При желании ответственность за эту кровавую акцию можно возложить на Красина, хотя он, в соответствии с линией партии, выступал против индивидуального террора и никогда не организовывал нападения на царских чиновников или генералов, иронически называя их «стрельбой по воробьям». Что касается «эксов», то в книге Т. О’Коннора утверждается, что Красин организовал их «не одну сотню», но это явное преувеличение. Социал-демократы, в отличие от тех же максималистов или анархистов, «эксами» не слишком увлекались и проводили их в основном на окраинах империи, особенно на Кавказе. Понятно, что Красин, сидевший в Петербурге, мог разве что выделять для них оружие и взрывчатку, да и времени для организации этих уголовных предприятий у него просто не было. Руководство БТГ, участие в работе центральных органов партии, организация транзита оружия и денег между Россией и Европой поглощали все его время, а ведь была еще и основная работа в «Обществе электрического освещения», где он проводил 3–4 дня в неделю.
Благодаря тем самым «чрезвычайным мерам предосторожности», за которые его журил Ярославский, за все эти бурные месяцы полиция так и не узнала, что почтенный инженер Красин и неуловимый главарь боевиков Никитич — одно и то же лицо.

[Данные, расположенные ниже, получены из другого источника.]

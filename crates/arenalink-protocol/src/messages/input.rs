//! Client → server messages: connecting, input, and pings.

use serde::{Deserialize, Serialize};

use super::WireMessage;
use crate::MessageType;

/// First message a client sends on a new connection.
///
/// All three strings are expected to be non-empty. This layer carries
/// them as-is; the auth system behind the server validates them.
#[derive(Debug, Clone, PartialEq, Eq, Serialize, Deserialize)]
#[serde(rename_all = "camelCase")]
pub struct ConnectRequestMessage {
    pub player_id: String,
    /// Opaque token issued by the auth system.
    pub session_id: String,
    pub match_id: String,
}

impl WireMessage for ConnectRequestMessage {
    const MESSAGE_TYPE: MessageType = MessageType::ConnectRequest;
}

/// One frame of player input.
///
/// `tick` is the client's local tick when the input was sampled. The
/// server uses it for lag compensation; nothing here checks it.
#[derive(Debug, Clone, Copy, PartialEq, Default, Serialize, Deserialize)]
#[serde(rename_all = "camelCase")]
pub struct PlayerInputMessage {
    pub tick: u32,
    /// Expected in `-1.0..=1.0`. Not enforced on the wire.
    pub move_x: f32,
    /// Expected in `-1.0..=1.0`. Not enforced on the wire.
    pub move_y: f32,
    pub action1: bool,
    pub action2: bool,
    pub action3: bool,
    pub dodge: bool,
}

impl PlayerInputMessage {
    /// `true` if both movement axes are within `-1.0..=1.0`.
    ///
    /// NaN fails the check.
    pub fn move_in_range(&self) -> bool {
        (-1.0..=1.0).contains(&self.move_x) && (-1.0..=1.0).contains(&self.move_y)
    }
}

impl WireMessage for PlayerInputMessage {
    const MESSAGE_TYPE: MessageType = MessageType::PlayerInput;
}

/// Keep-alive and round-trip probe.
#[derive(Debug, Clone, Copy, PartialEq, Eq, Default, Serialize, Deserialize)]
#[serde(rename_all = "camelCase")]
pub struct PingMessage {
    /// Client clock at send time, in milliseconds.
    pub client_time_ms: u64,
}

impl WireMessage for PingMessage {
    const MESSAGE_TYPE: MessageType = MessageType::Ping;
}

Об их тождестве знали самое большее два десятка человек — даже на съездах партии он выступал под именем Никитича. Использовал и другие клички: Винтер, Зимин, Юхансон, Николаев. Со своими подопечными предпочитал встречаться на конспиративных квартирах, домой приводил только самых доверенных — Буренина, Игнатьева, Камо, а некоторые оставались там надолго, «пересиживая» полицейскую слежку. Конечно, это было не в его петербургской квартире на Мойке, а на даче в Куоккале, где проживала его семья. Кроме Любови Васильевны с маленькой Людой там периодически жил ее старший сын Владимир, который вспоминал: «Большой летний дом был полон звуков. Три маленькие девочки с их нянями и гувернантками не умолкали почти никогда, из кухни весь день доносились звон посуды, пение или перебранка кухарки с мальчишками-доставщиками. Мать умудрялась обслуживать весь сложный механизм дома и еще принимать гостей, которые порой оставались на неделю или больше».
Выборгский тюремный замок в начале ХХ в.
Любовь Васильевна добавляет: «Красин был любителем зимнего спорта и с удовольствием катался на лыжах по близлежащим холмам. Мой муж очень любил детей и быстро завоевал их привязанность (имеются в виду ее дети от предыдущих браков. —
На правах родственника в Куоккале появлялся и бывший муж Любови Васильевны Виктор Окс, сдружившийся с Красиным. В его архиве сохранился рассказ о том, как в конце 1906 года на красинской даче ее хозяин наряжал елку вместе с Лениным и Богдановым. Ленин был соседом Красина с августа, когда он с Крупской поселился на арендованной большевиком Г. Лейтензоном вилле «Ваза», а скоро к нему присоединился (вместе с женой) нелегально вернувшийся из-за границы Богданов. Окс пишет, что они вспоминали о том, как праздновали Новый год в детстве: «В темноте присутствующие слышали всхлипы Ленина, а когда Красин вдруг зажег свет, все увидели слезы на спокойно улыбающемся лице Ильича».
В то время эти трое еще составляли руководство большевистской партии и сохраняли единство по крайней мере в тактических вопросах — в области теории Богданов уже начал расходиться с Лениным, который резко, по своему обычаю, его критиковал. Красин всегда подчеркивал, что он не теоретик, а практик, и в марксистскую теорию, основательно изученную в молодости, не углублялся — не было ни времени, ни желания. Что касается практики, то он в своем докладе на Четвертом съезде в Стокгольме целиком поддержал провозглашенный Лениным курс на вооруженное восстание. Обвинив меньшевиков в том, что они утратили веру в победу революции, он предложил заменить их лозунг «оружия критики» (то есть пропаганды и агитации) на «критику оружием», понимая под этим вооруженную борьбу. Он не отрицал пользы агитации, но считал, что партии гораздо важнее позаботиться об организации боевых отрядов, их вооружении и подготовке.